According to U.N. Resolution 194, Israel is required to ensure a return home for the refugees. The Israelis completely disregard this resolution. “America is a really influential country which controls the fate of the Palestinians,” says Yamada. “It is MECA’s hope that the American audience will begin to understand that without solving the question of the refugees, there can be no peace.”
The choreography of the Dheisheh Dancers is rife with meaning. The themes include occupation, life in a tent, political prisoners across the world and stolen farmland. And as the children make their purposeful way across America, they will visit schools and make friends with their American counterparts. By establishing e-mail and pen-pal relationships, the lines of communication between the two disparate worlds will remain open. And it is the goal of MECA and the Dheisheh community leaders that with the building of a guest house in the camp, some of these Americans will eventually pay a visit to Bethlehem and stay at the camp.
The cultural center out of which the dance group was born is perfectly named “Ibda’,” the Arabic word for “creating something out of nothing,” according to its founder, Ziad Abbas. Abbas, a former journalist and political prisoner during the Palestinian intifada in the 1980s, was 30 years old when he started Ibda’ in 1994.
“The dancing is a highly visible way of getting the word out to the world that Palestinians are born and spend their entire lives in refugee camps due to Israeli occupation,” says Abbas, who was also born and grew up in the camp. “They are not like actors. They can distribute an important political message through the simplicity and sincerity of their expression,” he explains. “For children born here, the borders of the camp represent the end of the world. Now they will see how other children live.”

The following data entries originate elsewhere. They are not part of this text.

//! Binary entry point. Deliberately thin: load configuration, build the
//! shared `AppState` (one instance of every component behind a single
//! `Arc`), install tracing, and hand off to `proxy::serve`.

use std::sync::Arc;
use std::time::Duration;

use secrecy::SecretString;
use tollgate::balance::{BalanceMonitor, JsonRpcErcClient};
use tollgate::cache::ResponseCache;
use tollgate::config::Config;
use tollgate::dedup::RequestDeduplicator;
use tollgate::payment::{LocalSigner, PaymentCache, PaymentFetch, Signer};
use tollgate::proxy::{self, AppState};
use tollgate::routing::Selector;
use tollgate::session::SessionStore;

/// Base USDC.
const DEFAULT_USDC_ADDRESS: &str = "0x833589fCD6eDb6E08f4c7C32D4f71b54bdA02913";
const DEFAULT_RPC_URL: &str = "https://mainnet.base.org";

#[tokio::main]
async fn main() {
    if let Err(err) = run().await {
        tracing::error!(error = %err, "tollgate failed to start");
        std::process::exit(1);
    }
}

async fn run() -> anyhow::Result<()> {
    dotenvy::dotenv().ok();

    tracing_subscriber::fmt()
        .with_env_filter(tracing_subscriber::EnvFilter::try_from_default_env().unwrap_or_else(|_| "info".into()))
        .with_target(false)
        .json()
        .init();

    let config = Config::load()?;

    let private_key = SecretString::from(
        std::env::var("TOLLGATE_PRIVATE_KEY")
            .map_err(|_| anyhow::anyhow!("TOLLGATE_PRIVATE_KEY must be set to the wallet's hex-encoded private key"))?,
    );
    let signer: Arc<dyn Signer> = Arc::new(LocalSigner::from_private_key(&private_key)?);
    let wallet_address = signer.address();

    let http = reqwest::Client::builder()
        .timeout(Duration::from_secs(config.server.attempt_timeout_secs))
        .build()?;

    let payment_cache = Arc::new(PaymentCache::new(Duration::from_secs(config.payment.cache_ttl_secs)));
    let payment_fetch = PaymentFetch::new(http.clone(), signer, payment_cache);

    let rpc_url = std::env::var("TOLLGATE_RPC_URL").unwrap_or_else(|_| DEFAULT_RPC_URL.to_string());
    let usdc_address = std::env::var("TOLLGATE_USDC_ADDRESS").unwrap_or_else(|_| DEFAULT_USDC_ADDRESS.to_string());
    let erc_client = Box::new(JsonRpcErcClient::new(http.clone(), rpc_url));
    let balance = BalanceMonitor::new(
        erc_client,
        usdc_address,
        wallet_address.clone(),
        Duration::from_secs(config.balance.cache_ttl_secs),
    );

    let session_timeout = Duration::from_millis(config.session.timeout_ms);
    let sessions = SessionStore::new(config.session.enabled, config.session.header_name.clone(), session_timeout);

    let state = Arc::new(AppState {
        selector: Selector::new(),
        dedup: RequestDeduplicator::new(Duration::from_secs(config.dedup.completed_ttl_secs)),
        cache: ResponseCache::new(
            config.cache.enabled,
            config.cache.max_size,
            config.cache.max_item_size_bytes,
            Duration::from_secs(config.cache.default_ttl_secs),
        ),
        payment_fetch,
        balance,
        sessions,
        wallet_address,
        config,
    });

    // Session pins idle out on their own read path; the periodic sweep only
    // reclaims memory for sessions nobody ever looks up again. Holding a
    // Weak clone keeps this task from pinning the process alive past
    // shutdown.
    let sweep_state = Arc::downgrade(&state);
    let sweep_handle = tokio::spawn(async move {
        let mut interval = tokio::time::interval(tollgate::session::SWEEP_INTERVAL);
        loop {
            interval.tick().await;
            let Some(state) = sweep_state.upgrade() else { break };
            state.sessions.sweep_idle();
        }
    });

    let result = proxy::serve(state).await;
    sweep_handle.abort();
    result
}
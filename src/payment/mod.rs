//! Payment-bearing Fetch Layer: the HTTP-402 / EIP-712 handshake, its
//! per-endpoint pre-auth cache, and the `Signer` abstraction that keeps
//! the core crypto-agnostic.

pub mod cache;
pub mod fetch;
pub mod signer;

use serde::{Deserialize, Serialize};

pub use cache::PaymentCache;
pub use fetch::{PaymentFetch, PaymentFetchError};
pub use signer::{LocalSigner, Signer, SignerError};

/// One accepted payment option in a 402 response.
#[derive(Debug, Clone, Serialize, Deserialize)]
pub struct PaymentOption {
    pub scheme: String,
    pub network: String,
    pub asset: String,
    #[serde(rename = "payTo")]
    pub pay_to: String,
    #[serde(default, skip_serializing_if = "Option::is_none")]
    pub amount: Option<String>,
    #[serde(rename = "maxAmountRequired", default, skip_serializing_if = "Option::is_none")]
    pub max_amount_required: Option<String>,
    #[serde(rename = "maxTimeoutSeconds", default, skip_serializing_if = "Option::is_none")]
    pub max_timeout_seconds: Option<u64>,
    #[serde(default, skip_serializing_if = "Option::is_none")]
    pub extra: Option<PaymentExtra>,
}

impl PaymentOption {
    /// `amount`, falling back to `maxAmountRequired`.
    pub fn effective_amount(&self) -> Option<&str> {
        self.amount.as_deref().or(self.max_amount_required.as_deref())
    }
}

#[derive(Debug, Clone, Serialize, Deserialize)]
pub struct PaymentExtra {
    #[serde(default, skip_serializing_if = "Option::is_none")]
    pub name: Option<String>,
    #[serde(default, skip_serializing_if = "Option::is_none")]
    pub version: Option<String>,
}

/// `x-payment-required` header body.
#[derive(Debug, Clone, Serialize, Deserialize)]
pub struct PaymentRequiredBody {
    pub accepts: Vec<PaymentOption>,
    #[serde(default, skip_serializing_if = "Option::is_none")]
    pub resource: Option<ResourceDescriptor>,
}

#[derive(Debug, Clone, Serialize, Deserialize)]
pub struct ResourceDescriptor {
    pub url: String,
    #[serde(default)]
    pub description: String,
    #[serde(default, rename = "mimeType", skip_serializing_if = "Option::is_none")]
    pub mime_type: Option<String>,
}

/// The EIP-712 `TransferWithAuthorization` authorization struct, wire
/// shape.
#[derive(Debug, Clone, Serialize, Deserialize)]
pub struct TransferAuthorization {
    pub from: String,
    pub to: String,
    pub value: String,
    #[serde(rename = "validAfter")]
    pub valid_after: String,
    #[serde(rename = "validBefore")]
    pub valid_before: String,
    pub nonce: String,
}

#[derive(Debug, Clone, Serialize, Deserialize)]
pub struct PaymentPayload {
    pub signature: String,
    pub authorization: TransferAuthorization,
}

/// The outer payload sent back in the `payment-signature` / `x-payment`
/// retry headers.
#[derive(Debug, Clone, Serialize, Deserialize)]
pub struct OuterPaymentPayload {
    #[serde(rename = "x402Version")]
    pub x402_version: u32,
    pub resource: ResourceDescriptor,
    pub accepted: PaymentOption,
    pub payload: PaymentPayload,
    pub extensions: serde_json::Map<String, serde_json::Value>,
}

/// Cached payment parameters for one endpoint path.
#[derive(Debug, Clone)]
pub struct CachedPaymentParams {
    pub pay_to: String,
    pub asset: String,
    pub scheme: String,
    pub network: String,
    pub domain_name: Option<String>,
    pub domain_version: Option<String>,
    pub max_timeout_seconds: Option<u64>,
    pub resource: Option<ResourceDescriptor>,
    pub cached_at: std::time::Instant,
}

/// Parse a CAIP-style `eip155:<chainId>` network identifier, falling back
/// to the well-known bare aliases, else the Base mainnet default.
pub fn chain_id_for_network(network: &str) -> u64 {
    if let Some(rest) = network.strip_prefix("eip155:") {
        if let Ok(id) = rest.parse() {
            return id;
        }
    }
    match network {
        "base" => 8453,
        "base-sepolia" => 84532,
        _ => 8453,
    }
}

#[cfg(test)]
mod tests {
    use super::*;

    #[test]
    fn chain_id_parses_caip_network() {
        assert_eq!(chain_id_for_network("eip155:84532"), 84532);
    }

    #[test]
    fn chain_id_falls_back_for_bare_aliases() {
        assert_eq!(chain_id_for_network("base"), 8453);
        assert_eq!(chain_id_for_network("base-sepolia"), 84532);
        assert_eq!(chain_id_for_network("unknown-network"), 8453);
    }

    #[test]
    fn effective_amount_falls_back_to_max_amount_required() {
        let opt = PaymentOption {
            scheme: "exact".into(),
            network: "base".into(),
            asset: "0x0".into(),
            pay_to: "0x1".into(),
            amount: None,
            max_amount_required: Some("1000".into()),
            max_timeout_seconds: None,
            extra: None,
        };
        assert_eq!(opt.effective_amount(), Some("1000"));
    }
}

The humble yet cheerful facility in the heart of the one-kilometer-square camp has appeal for all 11,000 camp residents. However, since half the camp’s population is under the age of 15, most of the services are youth-oriented. Ibda’ currently boasts a brand new Internet center, a small library, a kindergarten, women’s projects, language courses and international cultural exchange efforts such as the dance tours and a gift shop featuring traditional Palestinian cross-stitch art. For Ibda’, the dancers are ambassadors to the world; a hope of reflecting the truth which has long been ignored and misrepresented.
Roxane Assaf is a free-lance writer and video producer living in Bethlehem.